Author: Dr. Louanne Cole-Weston

Many women have asked me for suggestions to increase their orgasmic response during intercourse. Intercourse works fairly well for men, but not always so well for women. Most men get their orgasm through straightforward stroking and friction. But for many women, simple in-and-out stroking of their vaginas does not lead to orgasm. This is particularly frustrating to women because many enjoy intercourse as an emotional connection to their partner and a sensual one, but often one that does not lead to orgasm.

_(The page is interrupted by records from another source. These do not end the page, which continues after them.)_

use serde::{Deserialize, Serialize};
use std::fmt;
use uuid::Uuid;

/// A single submission for one exercise module.
#[derive(Debug, Clone)]
pub struct ExecutionRequest {
    pub request_id: Uuid,
    pub module_id: String,
    pub code: String,
}

impl ExecutionRequest {
    pub fn new(module_id: impl Into<String>, code: impl Into<String>) -> Self {
        Self {
            request_id: Uuid::new_v4(),
            module_id: module_id.into(),
            code: code.into(),
        }
    }
}

#[derive(Debug, Clone, Copy, PartialEq, Eq, Serialize, Deserialize)]
#[serde(rename_all = "lowercase")]
pub enum ExerciseType {
    /// One-shot script, judged by its output
    Function,
    /// Long-lived HTTP server, judged by probing and live tests
    Server,
}

impl fmt::Display for ExerciseType {
    fn fmt(&self, f: &mut fmt::Formatter<'_>) -> fmt::Result {
        match self {
            ExerciseType::Function => write!(f, "function"),
            ExerciseType::Server => write!(f, "server"),
        }
    }
}

/// Result of a plain run. Exactly one of `output` / `error` is set.
#[derive(Debug, Clone, PartialEq, Serialize, Deserialize)]
#[serde(rename_all = "camelCase")]
pub struct RunResult {
    pub module_id: String,
    pub success: bool,
    pub message: String,
    #[serde(rename = "executionTime")]
    pub execution_time_ms: u64,
    #[serde(skip_serializing_if = "Option::is_none")]
    pub output: Option<String>,
    #[serde(skip_serializing_if = "Option::is_none")]
    pub error: Option<String>,
    pub exercise_type: ExerciseType,
}

impl RunResult {
    pub fn succeeded(
        module_id: &str,
        exercise_type: ExerciseType,
        message: impl Into<String>,
        output: impl Into<String>,
        execution_time_ms: u64,
    ) -> Self {
        Self {
            module_id: module_id.to_string(),
            success: true,
            message: message.into(),
            execution_time_ms,
            output: Some(output.into()),
            error: None,
            exercise_type,
        }
    }

    pub fn failed(
        module_id: &str,
        exercise_type: ExerciseType,
        message: impl Into<String>,
        error: impl Into<String>,
        execution_time_ms: u64,
    ) -> Self {
        Self {
            module_id: module_id.to_string(),
            success: false,
            message: message.into(),
            execution_time_ms,
            output: None,
            error: Some(error.into()),
            exercise_type,
        }
    }
}

#[derive(Debug, Clone, PartialEq, Serialize, Deserialize)]
#[serde(rename_all = "camelCase")]
pub struct TestCaseResult {
    #[serde(rename = "testName")]
    pub name: String,
    pub passed: bool,
    #[serde(skip_serializing_if = "Option::is_none")]
    pub error: Option<String>,
    #[serde(skip_serializing_if = "Option::is_none")]
    pub expected: Option<serde_json::Value>,
    #[serde(skip_serializing_if = "Option::is_none")]
    pub actual: Option<serde_json::Value>,
}

impl TestCaseResult {
    pub fn passed(name: impl Into<String>) -> Self {
        Self {
            name: name.into(),
            passed: true,
            error: None,
            expected: None,
            actual: None,
        }
    }

    pub fn failed(name: impl Into<String>, error: Option<String>) -> Self {
        Self {
            name: name.into(),
            passed: false,
            error,
            expected: None,
            actual: None,
        }
    }
}

#[derive(Debug, Clone, PartialEq, Serialize, Deserialize)]
#[serde(rename_all = "camelCase")]
pub struct TestSuiteResult {
    pub module_id: String,
    pub total_tests: usize,
    pub passed_tests: usize,
    pub failed_tests: usize,
    pub results: Vec<TestCaseResult>,
    #[serde(rename = "executionTime")]
    pub execution_time_ms: u64,
    pub exercise_type: ExerciseType,
}

impl TestSuiteResult {
    /// Builds a suite from test-level results, tallying the counts from the list.
    pub fn from_results(
        module_id: &str,
        exercise_type: ExerciseType,
        results: Vec<TestCaseResult>,
        execution_time_ms: u64,
    ) -> Self {
        let passed_tests = results.iter().filter(|r| r.passed).count();
        Self {
            module_id: module_id.to_string(),
            total_tests: results.len(),
            passed_tests,
            failed_tests: results.len() - passed_tests,
            results,
            execution_time_ms,
            exercise_type,
        }
    }

    /// A run that never produced test results: zero counts and one failed entry
    /// named after the phase that broke.
    pub fn phase_failure(
        module_id: &str,
        exercise_type: ExerciseType,
        phase: &str,
        error: impl Into<String>,
        execution_time_ms: u64,
    ) -> Self {
        Self {
            module_id: module_id.to_string(),
            total_tests: 0,
            passed_tests: 0,
            failed_tests: 0,
            results: vec![TestCaseResult::failed(phase, Some(error.into()))],
            execution_time_ms,
            exercise_type,
        }
    }
}
use super::PointLeaf;

/// Per-point predicate evaluated leaf by leaf. Each task works on its own
/// clone, and `reset` is called before the points of a leaf are visited.
pub trait PointFilter: Clone + Send + Sync {
    /// `true` when every point passes, letting callers skip evaluation.
    fn is_all(&self) -> bool {
        false
    }

    fn reset(&mut self, _leaf: &PointLeaf) {}

    fn valid(&self, leaf: &PointLeaf, index: usize) -> bool;
}

#[derive(Debug, Clone, Copy, Default)]
pub struct NullFilter;

impl PointFilter for NullFilter {
    fn is_all(&self) -> bool {
        true
    }

    fn valid(&self, _leaf: &PointLeaf, _index: usize) -> bool {
        true
    }
}

#[derive(Clone)]
pub struct FnFilter<F>(pub F);

impl<F> PointFilter for FnFilter<F>
where
    F: Fn(&PointLeaf, usize) -> bool + Clone + Send + Sync,
{
    fn valid(&self, leaf: &PointLeaf, index: usize) -> bool {
        (self.0)(leaf, index)
    }
}

/// Keeps points whose float attribute is at least `threshold`. Points of a
/// leaf without the attribute are rejected.
#[derive(Debug, Clone)]
pub struct AttributeThresholdFilter {
    name: String,
    threshold: f32,
    index: Option<usize>,
}

impl AttributeThresholdFilter {
    pub fn new(name: impl Into<String>, threshold: f32) -> Self {
        Self {
            name: name.into(),
            threshold,
            index: None,
        }
    }
}

impl PointFilter for AttributeThresholdFilter {
    fn reset(&mut self, leaf: &PointLeaf) {
        self.index = leaf.attributes().descriptor().find(&self.name);
    }

    fn valid(&self, leaf: &PointLeaf, index: usize) -> bool {
        self.index
            .and_then(|idx| leaf.attributes().get(idx))
            .and_then(|array| array.float(index))
            .is_some_and(|value| value >= self.threshold)
    }
}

The state of sexual science has evolved during the 20th century and the scientists have often had something to say about the issue of orgasm for women during intercourse. Freud convinced us that vaginally induced orgasms were "mature" and clitorally induced ones were "immature." Masters and Johnson studied the physiology of sexual response and concluded that there was no real difference between the orgasmic responses whether they were stimulated by vaginal, clitoral, breast or earlobe stimulation! In other words, an orgasm was an orgasm. Shere Hite came along shortly thereafter and threw her weight behind the importance of clitoral stimulation with the startling (though often challenged) statistic that 80% of women required clitoral stimulation in order to have orgasm during intercourse.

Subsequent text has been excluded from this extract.